Discount retailer B&M European Value Retail has reported a 12.3% increased in revenue in the third quarter of its financial year, to £1.567 billion (€1.77 billion), citing a 'very good performance' across all product categories.
Commenting on its performance, Alex Russo, chief executive, commented, “Our strong momentum throughout the Golden Quarter across the businesses demonstrates the strength of our unchanged strategy to relentlessly focus on price, product and excellence in retail execution."
Here's how leading industry analysts viewed its performance.
Tash Tesseyman, GlobalData
“B&M has performed well this festive period, as consumers turned to the discounter for both grocery and general merchandise purchases.
“Against a weak comparative, B&M’s UK arm bounced back this quarter as revenue reached £1,302m, up 10.3% on Q3 FY2021/22. This was aided in part by store expansion, as 12 new UK stores have been opened since Q3 last year. However, B&M’s like-for-like sales in the UK were also robust during this period, up 6.4% in Q3 FY2022/23, as the discounter benefited from consumers trading down in the lead-up to Christmas.
"Despite UK total retail volumes expected to decline 6.2% in 2023, according to GlobalData, discounters will likely come out on top as low-price points entice consumers to switch away from supermarket chains like Tesco and Sainsbury’s for food & groceries.

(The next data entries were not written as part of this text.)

//! Catalog queries and mutations.
//!
//! Reads are public and only ever show active movies in listings. Every
//! mutation requires a staff user.

use super::models::{CategoryInput, CategoryType, MovieInput, MovieType, parse_id};
use crate::api::common::{app_state, service_error_to_graphql};
use crate::auth::guards::staff_required;
use crate::database::models::MovieData;
use crate::services::category_service::CategoryService;
use crate::services::media_service::ImageKind;
use crate::services::movie_service::MovieService;
use crate::state::AppState;
use async_graphql::{Context, ID, Object, Result, Upload};
use std::io::Read;

#[derive(Default)]
pub struct CatalogQuery;

#[Object]
impl CatalogQuery {
    /// Active movies.
    async fn movies(&self, ctx: &Context<'_>) -> Result<Vec<MovieType>> {
        let state = app_state(ctx)?;
        let movies = MovieService::new(&state.pool)
            .list_movies()
            .await
            .map_err(service_error_to_graphql)?;
        Ok(movies.into_iter().map(MovieType::from).collect())
    }

    async fn movie(&self, ctx: &Context<'_>, id: ID) -> Result<Option<MovieType>> {
        let state = app_state(ctx)?;
        let movie = MovieService::new(&state.pool)
            .get_movie(parse_id(&id)?)
            .await
            .map_err(service_error_to_graphql)?;
        Ok(movie.map(MovieType::from))
    }

    async fn categories(&self, ctx: &Context<'_>) -> Result<Vec<CategoryType>> {
        let state = app_state(ctx)?;
        let categories = CategoryService::new(&state.pool)
            .list_categories()
            .await
            .map_err(service_error_to_graphql)?;
        Ok(categories.into_iter().map(CategoryType::from).collect())
    }

    /// Active movies tagged with the category slug.
    async fn movies_by_category(
        &self,
        ctx: &Context<'_>,
        category_slug: String,
    ) -> Result<Vec<MovieType>> {
        let state = app_state(ctx)?;
        let movies = MovieService::new(&state.pool)
            .movies_by_category(&category_slug)
            .await
            .map_err(service_error_to_graphql)?;
        Ok(movies.into_iter().map(MovieType::from).collect())
    }
}

#[derive(Default)]
pub struct CatalogMutation;

#[Object]
impl CatalogMutation {
    async fn create_category(
        &self,
        ctx: &Context<'_>,
        category_data: CategoryInput,
    ) -> Result<CategoryType> {
        staff_required(ctx).await?;
        let state = app_state(ctx)?;
        let category = CategoryService::new(&state.pool)
            .create_category(category_data.into())
            .await
            .map_err(service_error_to_graphql)?;
        Ok(category.into())
    }

    async fn update_category(
        &self,
        ctx: &Context<'_>,
        category_id: ID,
        category_data: CategoryInput,
    ) -> Result<CategoryType> {
        staff_required(ctx).await?;
        let state = app_state(ctx)?;
        let category = CategoryService::new(&state.pool)
            .update_category(parse_id(&category_id)?, category_data.into())
            .await
            .map_err(service_error_to_graphql)?;
        Ok(category.into())
    }

    async fn delete_category(&self, ctx: &Context<'_>, category_id: ID) -> Result<bool> {
        staff_required(ctx).await?;
        let state = app_state(ctx)?;
        CategoryService::new(&state.pool)
            .delete_category(parse_id(&category_id)?)
            .await
            .map_err(service_error_to_graphql)?;
        Ok(true)
    }

    async fn create_movie(&self, ctx: &Context<'_>, movie_data: MovieInput) -> Result<MovieType> {
        staff_required(ctx).await?;
        let state = app_state(ctx)?;
        save_movie(ctx, state, None, movie_data).await
    }

    /// Overwrites a movie; images without a new upload are kept.
    async fn update_movie(
        &self,
        ctx: &Context<'_>,
        movie_id: ID,
        movie_data: MovieInput,
    ) -> Result<MovieType> {
        staff_required(ctx).await?;
        let state = app_state(ctx)?;
        let id = parse_id(&movie_id)?;
        save_movie(ctx, state, Some(id), movie_data).await
    }

    async fn delete_movie(&self, ctx: &Context<'_>, movie_id: ID) -> Result<bool> {
        staff_required(ctx).await?;
        let state = app_state(ctx)?;
        MovieService::new(&state.pool)
            .delete_movie(parse_id(&movie_id)?)
            .await
            .map_err(service_error_to_graphql)?;
        Ok(true)
    }

    /// Deletes every movie and returns how many were removed.
    async fn delete_all_movies(&self, ctx: &Context<'_>) -> Result<u64> {
        staff_required(ctx).await?;
        let state = app_state(ctx)?;
        MovieService::new(&state.pool)
            .delete_all_movies()
            .await
            .map_err(service_error_to_graphql)
    }
}

/// Checks the input, stores its uploads, then writes the movie.
///
/// Stored uploads are removed again when a later step fails.
async fn save_movie(
    ctx: &Context<'_>,
    state: &AppState,
    id: Option<i64>,
    input: MovieInput,
) -> Result<MovieType> {
    let service = MovieService::new(&state.pool);
    let (mut data, poster, backdrop) = movie_data_from_input(input)?;
    service
        .check(id, &data)
        .await
        .map_err(service_error_to_graphql)?;

    let mut stored = Vec::new();
    for (upload, kind) in [(poster, ImageKind::Poster), (backdrop, ImageKind::Backdrop)] {
        let Some(upload) = upload else { continue };
        let path = match store_upload(ctx, state, upload, kind).await {
            Ok(path) => path,
            Err(e) => {
                state.media.discard(&stored).await;
                return Err(e);
            }
        };
        match kind {
            ImageKind::Poster => data.poster_original = Some(path.clone()),
            ImageKind::Backdrop => data.backdrop_original = Some(path.clone()),
        }
        stored.push(path);
    }

    let saved = match id {
        Some(id) => service.update_movie(id, data).await,
        None => service.create_movie(data).await,
    };

    match saved {
        Ok(movie) => Ok(movie.into()),
        Err(e) => {
            state.media.discard(&stored).await;
            Err(service_error_to_graphql(e))
        }
    }
}

fn movie_data_from_input(
    input: MovieInput,
) -> Result<(MovieData, Option<Upload>, Option<Upload>)> {
    let category_ids = input
        .category_ids
        .iter()
        .map(parse_id)
        .collect::<Result<Vec<i64>>>()?;

    let data = MovieData {
        title: input.title,
        description: input.description,
        year: input.year,
        duration_minutes: input.duration_minutes,
        category_ids,
        is_new: input.is_new,
        is_active: input.is_active,
        is_student_production: input.is_student_production,
        is_from_festival: input.is_from_festival,
        poster_original: None,
        backdrop_original: None,
    };

    Ok((data, input.poster_original, input.backdrop_original))
}

async fn store_upload(
    ctx: &Context<'_>,
    state: &AppState,
    upload: Upload,
    kind: ImageKind,
) -> Result<String> {
    let value = upload.value(ctx)?;
    let filename = value.filename.clone();
    let mut reader = value.into_read();

    let content = tokio::task::spawn_blocking(move || {
        let mut bytes = Vec::new();
        reader.read_to_end(&mut bytes).map(|_| bytes)
    })
    .await??;

    state
        .media
        .store_upload(kind, &filename, &content)
        .await
        .map_err(service_error_to_graphql)
}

“Going into the Christmas period this year, B&M was able to keep its stock in line with demand as its supply chain performed well this quarter. Stock availability will be key for the discounter in 2023 to ensure consumers do not switch away to rivals such as Home Bargains and The Range, as shoppers search for low prices due to continued inflationary pressures.”
David Hughes, Stifel
"B&M today report a strong 3Q with revenue up by 12% YoY to £1.57bn, driven by a continuation of LFL growth of 6.4% in B&M UK while B&M France saw revenue growth of 25% and Heron Food saw growth of 23%. This revenue reflects the draw of B&M's strong price position at a time when the rising cost-of-living crisis continues to put pressure on household budgets.
"Based on latest trading, management has updated FY23 adj. EBITDA (pre-IFRS 16) guidance to £560-£580m (previously £550-£600m), above current consensus of £557m and broadly in line with the Stifel forecast of £567m."
Eleonora Dani, Shore Capital
"B&M European value Retail (B&M), the discount variety chain, has published a trading update for the 13 weeks to 24 December 2022. The total Q3 trading period highlights group revenue growth of 12.3% at constant currency, driven by what is described as an ‘excellent sell-through’ in key general merchandise ranges and strong performance in grocery.
"B&M is a well-run company with a clear customer proposition and a growth story centred on further store rollout with a capital-light model with a fast payback."
Adam Tomlinson, Liberum
"A strong Q3 (to 24 Dec 2022), including B&M UK LFLs +6.4% y/y, means FY23E EBITDA guidance has narrowed to £560m-580m (from £550m-600m). Gross margin - the main risk over Christmas - has improved with ‘excellent’ sell-through in general merchandise – a key positive. A 20p per share special div (£200m), following the £850m of specials over FY20-22 once again reflects very strong cash generation.
"B&M’s leading value proposition should drive further continued trading resilience into FY24E."
Russ Mould, AJ Bell
“The bricks and mortar retail channel is far from dead, judging by the latest round of retail sector trading updates. Next and B&M have both raised their full-year earnings guidance and Greggs has proved to be resilient in the face of weakening economic conditions.
“We’re now many months into a severe cost-of-living crisis, yet the latest figures would suggest that certain retailers can still draw in the crowds if the proposition is seen to be good value for money.
“B&M appeals to people who want to trade down from more expensive retailers, showing that the value proposition from a pricing perspective is a winning model in the current environment. Importantly, it talks about improved gross margins and more efficient supply chains, two areas which have been problematic for the retail sector in the past year.
“All three are united by having a presence on retail parks where business has been better than expected in general. Widespread train strikes will have prevented a lot of people from going to city centre shops, which means retail parks with their plentiful parking spaces have been the preferred alternative shopping destination.
“None of these three companies are blind to the fact that consumers are still under significant financial pressure, yet if they’ve been able to successfully navigate a tough end to 2022, there is good reason to suggest they could continue to keep their chins up as we move through 2023.”